REST is not a protocol, it is a philosophy, and it is possible to use SOAP in a REST-ful way. But most developers now understand REST as the application of the philosophy using HTTP directly, without SOAP.

MicroServices Architecture (MSA) has evolved as a simplified subset of full SOA with certain design constraints. With MSA, rather than taking a monolithic application and exposing its capabilities as services, the idea is to construct the application as a collection of small services. MSA can be defined as SOA done right, on a small scale.

Full SOA, using ESBs where appropriate, remains an excellent approach to handling internal complexity within an enterprise. REST and MSA are an excellent way of exposing APIs externally. The two approaches work well in combination.

SOA and Digital Technologies

SOA works well in conjunction with the new digital technologies, and is in fact an essential basis for cloud computing.

Cloud computing is about utilization of under-utilized resources and service provision across firewalls. It is built on web services, together with other technologies such as virtualization. The fundamental principles of SOA, although rooted in business and applications, apply also to infrastructure. The availability of infrastructure as a service is a key effect of SOA. Cloud computing would not exist today if we had not created SOA.

The Open Group defined the first technical standard for Service-Oriented Cloud Computing Infrastructure (SOCCI).

The Internet of Things is a classic case where SOA can be a big winner. For example, a typical hotel has hundreds of thermostats, and wants to manage them centrally. Services give the ability to create an architecture that fits the solution, by polling the devices or with devices as sources of messages.

SOA can be used with big data, but not at a granular level. For example, services can be defined to set up and direct video streams and other data streams, or to manage bulk file transfers. These services work at stream level, not at byte level. Large databases expose services for data retrieval and for slicing and dicing.

SOA Today

SOA has been commoditized, becoming more available and prevalent. Also, it is more mature, with better governance, architecture, policy enforcement, security, and portfolio management.
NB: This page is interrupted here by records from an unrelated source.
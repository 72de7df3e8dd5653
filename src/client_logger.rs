//! Logging trait for platform client operations.
//!
//! This module provides the [`ClientLogger`] trait that lets callers capture
//! every function call passing through the
//! [`ConvexHttpClient`](crate::ConvexHttpClient).

use serde_json::Value;

use crate::error::Error;
use crate::function::FunctionKind;

/// A trait for logging platform client operations.
///
/// # Example
///
/// ```rust,ignore
/// use livechat::{ClientLogger, Error, FunctionKind};
/// use std::io::Write;
/// use std::sync::Mutex;
///
/// struct FileLogger {
///     file: Mutex<std::fs::File>,
/// }
///
/// impl ClientLogger for FileLogger {
///     fn log_result(&self, kind: FunctionKind, path: &str, args: &serde_json::Value, value: &serde_json::Value) {
///         let mut file = self.file.lock().unwrap();
///         writeln!(file, "{kind} {path} {args} -> {value}").unwrap();
///     }
///
///     fn log_error(&self, kind: FunctionKind, path: &str, args: &serde_json::Value, error: &Error) {
///         let mut file = self.file.lock().unwrap();
///         writeln!(file, "{kind} {path} {args} failed: {error}").unwrap();
///     }
/// }
/// ```
pub trait ClientLogger: Send + Sync {
    /// Log a successful call.
    ///
    /// For subscriptions this is called on every poll, including polls whose
    /// result is unchanged and therefore not pushed.
    fn log_result(&self, kind: FunctionKind, path: &str, args: &Value, value: &Value);

    /// Log a failed call.
    fn log_error(&self, kind: FunctionKind, path: &str, args: &Value, error: &Error);

    /// Log the log lines a backend function printed while running.
    fn log_function_lines(&self, path: &str, lines: &[String]) {
        let _ = (path, lines);
    }
}

/// Forwards every call to `tracing` at debug level, and backend log lines at
/// info level under the `livechat::backend` target.
#[derive(Clone, Copy, Debug, Default)]
pub struct TracingClientLogger;

impl ClientLogger for TracingClientLogger {
    fn log_result(&self, kind: FunctionKind, path: &str, args: &Value, value: &Value) {
        tracing::debug!(%kind, path, %args, %value, "call succeeded");
    }

    fn log_error(&self, kind: FunctionKind, path: &str, args: &Value, error: &Error) {
        tracing::debug!(%kind, path, %args, %error, "call failed");
    }

    fn log_function_lines(&self, path: &str, lines: &[String]) {
        for line in lines {
            tracing::info!(target: "livechat::backend", path, "{line}");
        }
    }
}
It has had a major impact on the way that development teams think. For some time, the key to success has been to ensure that what is built can integrate with the next partner’s application. There is a proactive urge to be compliant with standards, if not to define them, and to address interoperability from the start. Development teams no longer just look at what it takes to build and deploy their applications, they look at how to factor in design considerations early on, to take advantage of available services in a more effective manner.

SOA has grown up. Initial SOA had all the essential components, but undeveloped, just as a baby has all the fingers and toes of an adult. Now that it has grown up, it can be used with its original simplicity, but also for more complex tasks. This complexity brings a need for more sophisticated management and governance. The manager of a service-based system needs to understand who exposes the services, who consumes them, who monitors them, and how they are combined, just as the manager of a website needs to look at the logs.

The core concepts of request/response or request only, with standard messages agreed between consumer and provider, remain unaltered. Fundamentally, SOA has not changed, but it certainly has grown in maturity. It has evolved, just as the Boeing 747 evolved from the Wright brothers’ airplane, to be the robust, useful architecture style that we have today.